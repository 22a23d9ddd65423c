//! HTTP surface for local observers
//!
//! - `GET /events` server-sent event stream fed by the broadcast hub
//! - `GET /health`, `GET /status` liveness and bridge status
//! - `GET /api/state`, `GET /api/tools`, `POST /api/call/{tool}` state service access

use crate::supervisor::BridgeSupervisor;
use axum::Router;
use axum::body::Bytes;
use axum::extract::{Path, State};
use axum::http::StatusCode;
use axum::response::sse::{Event, Sse};
use axum::response::{IntoResponse, Json, Response};
use axum::routing::{get, post};
use futures_util::StreamExt;
use futures_util::stream::Stream;
use mcp_relay_broadcast::BroadcastHub;
use mcp_relay_core::event::timestamp;
use mcp_relay_core::{BridgeStatus, RelayError, Result, ServiceError, StateService, error_codes};
use serde::Deserialize;
use serde_json::{Value, json};
use std::convert::Infallible;
use std::sync::Arc;
use tokio::net::TcpListener;
use tokio_util::sync::CancellationToken;
use tower_http::cors::CorsLayer;
use tracing::{info, warn};

/// Read access to the bridge status
pub trait StatusSource: Send + Sync + 'static {
    fn status(&self) -> BridgeStatus;
}

impl StatusSource for BridgeSupervisor {
    fn status(&self) -> BridgeStatus {
        self.get_status()
    }
}

/// Shared state for handlers
#[derive(Clone)]
pub struct AppState {
    pub hub: Arc<BroadcastHub>,
    pub service: Arc<dyn StateService>,
    pub status: Arc<dyn StatusSource>,
}

impl AppState {
    /// State wired to a supervisor's hub and tool service
    pub fn from_supervisor(supervisor: Arc<BridgeSupervisor>) -> Self {
        Self {
            hub: supervisor.hub().clone(),
            service: supervisor.tools().clone(),
            status: supervisor,
        }
    }
}

/// Build the router with all routes
pub fn router(state: AppState) -> Router {
    Router::new()
        .route("/events", get(events_handler))
        .route("/health", get(health_handler))
        .route("/status", get(status_handler))
        .route("/api/state", get(state_handler))
        .route("/api/tools", get(tools_handler))
        .route("/api/call/{tool}", post(call_handler))
        .layer(CorsLayer::permissive())
        .with_state(state)
}

/// Serve until `shutdown` is cancelled
pub async fn serve(listener: TcpListener, state: AppState, shutdown: CancellationToken) -> Result<()> {
    let addr = listener
        .local_addr()
        .map_err(|e| RelayError::IpcError(e.to_string()))?;
    info!(%addr, "HTTP server listening");
    axum::serve(listener, router(state))
        .with_graceful_shutdown(async move { shutdown.cancelled().await })
        .await
        .map_err(|e| RelayError::IpcError(format!("HTTP server failed: {}", e)))
}

async fn events_handler(
    State(state): State<AppState>,
) -> Sse<impl Stream<Item = std::result::Result<Event, Infallible>>> {
    let subscription = state.hub.subscribe();
    Sse::new(subscription.map(|frame| Ok(Event::default().data(frame.as_ref()))))
}

async fn health_handler(State(state): State<AppState>) -> Json<Value> {
    Json(json!({
        "status": "healthy",
        "timestamp": timestamp(),
        "connectedClients": state.hub.subscriber_count(),
        "gameState": state.service.snapshot(),
    }))
}

async fn status_handler(State(state): State<AppState>) -> Json<BridgeStatus> {
    Json(state.status.status())
}

async fn state_handler(State(state): State<AppState>) -> Json<Value> {
    Json(json!({
        "success": true,
        "gameState": state.service.snapshot(),
    }))
}

async fn tools_handler(State(state): State<AppState>) -> Json<Value> {
    let tools: Vec<Value> = state
        .service
        .operations()
        .into_iter()
        .map(|name| json!({ "name": name }))
        .collect();
    Json(json!({ "tools": tools }))
}

#[derive(Debug, Default, Deserialize)]
struct CallBody {
    #[serde(default)]
    arguments: Option<Value>,
}

async fn call_handler(
    State(state): State<AppState>,
    Path(tool): Path<String>,
    body: Bytes,
) -> Response {
    let body: CallBody = if body.is_empty() {
        CallBody::default()
    } else {
        match serde_json::from_slice(&body) {
            Ok(body) => body,
            Err(e) => {
                return error_response(StatusCode::BAD_REQUEST, format!("Invalid body: {}", e));
            }
        }
    };
    let arguments = body.arguments.unwrap_or_else(|| json!({}));

    match state.service.call(&tool, arguments).await {
        Ok(result) => Json(json!({ "result": result })).into_response(),
        Err(e) => {
            warn!(tool = %tool, "Tool call via HTTP failed: {}", e);
            error_response(status_for(&e), e.to_string())
        }
    }
}

fn status_for(error: &ServiceError) -> StatusCode {
    match error {
        ServiceError::Rejected { code, .. } if *code == i64::from(error_codes::METHOD_NOT_FOUND) => {
            StatusCode::NOT_FOUND
        }
        ServiceError::Rejected { .. } => StatusCode::BAD_REQUEST,
        ServiceError::Unavailable(_) => StatusCode::SERVICE_UNAVAILABLE,
        ServiceError::Timeout => StatusCode::GATEWAY_TIMEOUT,
        ServiceError::InvalidResponse(_) => StatusCode::BAD_GATEWAY,
    }
}

fn error_response(status: StatusCode, message: String) -> Response {
    (status, Json(json!({ "error": message }))).into_response()
}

Task goal
Output exactly the lines of the records from the first through the one bearing "use mcp_relay_core::event::timestamp;", both ends included.

Worked solution
repository 22a23d9ddd65423c
//! HTTP surface for local observers
//!
//! - `GET /events` server-sent event stream fed by the broadcast hub
//! - `GET /health`, `GET /status` liveness and bridge status
//! - `GET /api/state`, `GET /api/tools`, `POST /api/call/{tool}` state service access

use crate::supervisor::BridgeSupervisor;
use axum::Router;
use axum::body::Bytes;
use axum::extract::{Path, State};
use axum::http::StatusCode;
use axum::response::sse::{Event, Sse};
use axum::response::{IntoResponse, Json, Response};
use axum::routing::{get, post};
use futures_util::StreamExt;
use futures_util::stream::Stream;
use mcp_relay_broadcast::BroadcastHub;
use mcp_relay_core::event::timestamp;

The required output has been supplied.